§ Task
In the records below, the line with "action resolves next." opens the range and the line with "pub fn enqueue(&mut" closes it; print that range exactly and nothing else.

Collected data:
++++++++++
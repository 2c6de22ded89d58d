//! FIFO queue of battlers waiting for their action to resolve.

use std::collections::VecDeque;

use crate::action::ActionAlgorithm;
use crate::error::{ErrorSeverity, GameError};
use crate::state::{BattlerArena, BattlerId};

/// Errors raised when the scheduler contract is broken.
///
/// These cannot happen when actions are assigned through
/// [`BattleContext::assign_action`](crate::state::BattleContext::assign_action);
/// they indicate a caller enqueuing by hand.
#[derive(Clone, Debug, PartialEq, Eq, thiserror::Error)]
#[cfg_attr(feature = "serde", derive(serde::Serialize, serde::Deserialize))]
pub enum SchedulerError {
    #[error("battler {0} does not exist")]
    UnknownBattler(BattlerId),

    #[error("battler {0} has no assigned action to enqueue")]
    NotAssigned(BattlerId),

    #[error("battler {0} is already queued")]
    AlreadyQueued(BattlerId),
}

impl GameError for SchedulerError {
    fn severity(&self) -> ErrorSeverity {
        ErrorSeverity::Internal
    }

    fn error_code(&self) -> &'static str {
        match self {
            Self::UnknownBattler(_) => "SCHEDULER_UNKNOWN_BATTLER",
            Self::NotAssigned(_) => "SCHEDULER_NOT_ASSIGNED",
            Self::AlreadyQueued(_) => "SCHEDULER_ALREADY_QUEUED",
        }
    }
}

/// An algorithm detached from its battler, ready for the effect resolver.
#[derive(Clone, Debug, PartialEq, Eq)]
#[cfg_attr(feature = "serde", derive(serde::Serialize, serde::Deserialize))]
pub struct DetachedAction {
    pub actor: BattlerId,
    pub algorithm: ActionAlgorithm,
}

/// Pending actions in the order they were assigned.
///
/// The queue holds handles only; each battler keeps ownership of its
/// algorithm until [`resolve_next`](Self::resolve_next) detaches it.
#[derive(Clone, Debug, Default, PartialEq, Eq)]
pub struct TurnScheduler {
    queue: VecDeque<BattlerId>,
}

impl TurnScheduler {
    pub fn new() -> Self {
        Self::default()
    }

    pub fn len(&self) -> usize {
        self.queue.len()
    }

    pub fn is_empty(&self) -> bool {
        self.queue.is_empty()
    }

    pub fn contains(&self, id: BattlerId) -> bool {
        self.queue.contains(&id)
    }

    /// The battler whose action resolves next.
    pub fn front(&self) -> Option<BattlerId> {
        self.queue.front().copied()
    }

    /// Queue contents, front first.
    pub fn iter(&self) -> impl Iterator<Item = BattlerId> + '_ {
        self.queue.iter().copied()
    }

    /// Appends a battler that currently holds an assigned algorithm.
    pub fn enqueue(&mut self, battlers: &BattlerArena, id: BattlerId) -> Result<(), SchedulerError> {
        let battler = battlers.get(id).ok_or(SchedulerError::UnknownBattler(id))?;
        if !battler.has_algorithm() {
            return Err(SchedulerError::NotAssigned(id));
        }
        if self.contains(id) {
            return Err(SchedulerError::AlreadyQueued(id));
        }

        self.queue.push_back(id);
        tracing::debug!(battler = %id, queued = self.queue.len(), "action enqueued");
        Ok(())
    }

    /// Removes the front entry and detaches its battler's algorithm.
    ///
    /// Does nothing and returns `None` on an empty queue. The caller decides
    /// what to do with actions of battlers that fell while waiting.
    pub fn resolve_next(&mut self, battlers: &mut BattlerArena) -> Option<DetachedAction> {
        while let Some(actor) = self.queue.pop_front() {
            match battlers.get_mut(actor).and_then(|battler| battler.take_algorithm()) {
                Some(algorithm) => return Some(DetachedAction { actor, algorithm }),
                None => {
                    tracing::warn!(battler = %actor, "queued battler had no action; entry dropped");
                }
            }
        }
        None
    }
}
++++++++++
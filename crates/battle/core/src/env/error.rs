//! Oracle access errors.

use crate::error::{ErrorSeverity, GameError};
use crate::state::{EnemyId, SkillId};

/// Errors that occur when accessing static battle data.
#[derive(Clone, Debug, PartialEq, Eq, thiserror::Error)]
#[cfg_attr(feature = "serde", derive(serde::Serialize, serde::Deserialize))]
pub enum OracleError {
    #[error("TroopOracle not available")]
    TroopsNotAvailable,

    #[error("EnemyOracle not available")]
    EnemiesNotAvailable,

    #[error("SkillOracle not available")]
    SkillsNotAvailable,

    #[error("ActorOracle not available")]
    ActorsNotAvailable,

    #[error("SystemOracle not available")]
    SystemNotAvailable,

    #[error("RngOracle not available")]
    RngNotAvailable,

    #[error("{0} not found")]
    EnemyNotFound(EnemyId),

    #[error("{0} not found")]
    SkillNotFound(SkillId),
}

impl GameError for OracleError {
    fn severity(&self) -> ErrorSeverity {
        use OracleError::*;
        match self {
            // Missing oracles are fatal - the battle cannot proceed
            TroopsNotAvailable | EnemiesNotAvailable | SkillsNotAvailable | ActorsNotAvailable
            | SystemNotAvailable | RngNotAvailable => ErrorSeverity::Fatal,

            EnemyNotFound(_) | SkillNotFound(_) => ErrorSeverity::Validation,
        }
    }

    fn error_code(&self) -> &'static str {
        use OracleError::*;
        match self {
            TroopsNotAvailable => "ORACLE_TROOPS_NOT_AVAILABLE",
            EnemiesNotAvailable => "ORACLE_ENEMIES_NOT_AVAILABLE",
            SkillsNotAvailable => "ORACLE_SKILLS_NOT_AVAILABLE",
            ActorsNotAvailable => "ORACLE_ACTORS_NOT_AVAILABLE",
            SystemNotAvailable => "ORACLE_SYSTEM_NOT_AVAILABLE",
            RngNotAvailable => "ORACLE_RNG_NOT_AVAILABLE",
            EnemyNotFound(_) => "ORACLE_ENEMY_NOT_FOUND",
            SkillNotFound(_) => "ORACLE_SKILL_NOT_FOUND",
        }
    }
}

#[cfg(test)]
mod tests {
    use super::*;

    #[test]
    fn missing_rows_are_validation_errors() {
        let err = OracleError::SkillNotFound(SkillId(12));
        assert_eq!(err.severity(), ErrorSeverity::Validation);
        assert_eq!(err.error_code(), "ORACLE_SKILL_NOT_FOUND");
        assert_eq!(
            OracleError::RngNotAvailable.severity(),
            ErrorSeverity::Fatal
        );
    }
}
++++++++++
§ Written response
    /// The battler whose action resolves next.
    pub fn front(&self) -> Option<BattlerId> {
        self.queue.front().copied()
    }

    /// Queue contents, front first.
    pub fn iter(&self) -> impl Iterator<Item = BattlerId> + '_ {
        self.queue.iter().copied()
    }

    /// Appends a battler that currently holds an assigned algorithm.
    pub fn enqueue(&mut self, battlers: &BattlerArena, id: BattlerId) -> Result<(), SchedulerError> {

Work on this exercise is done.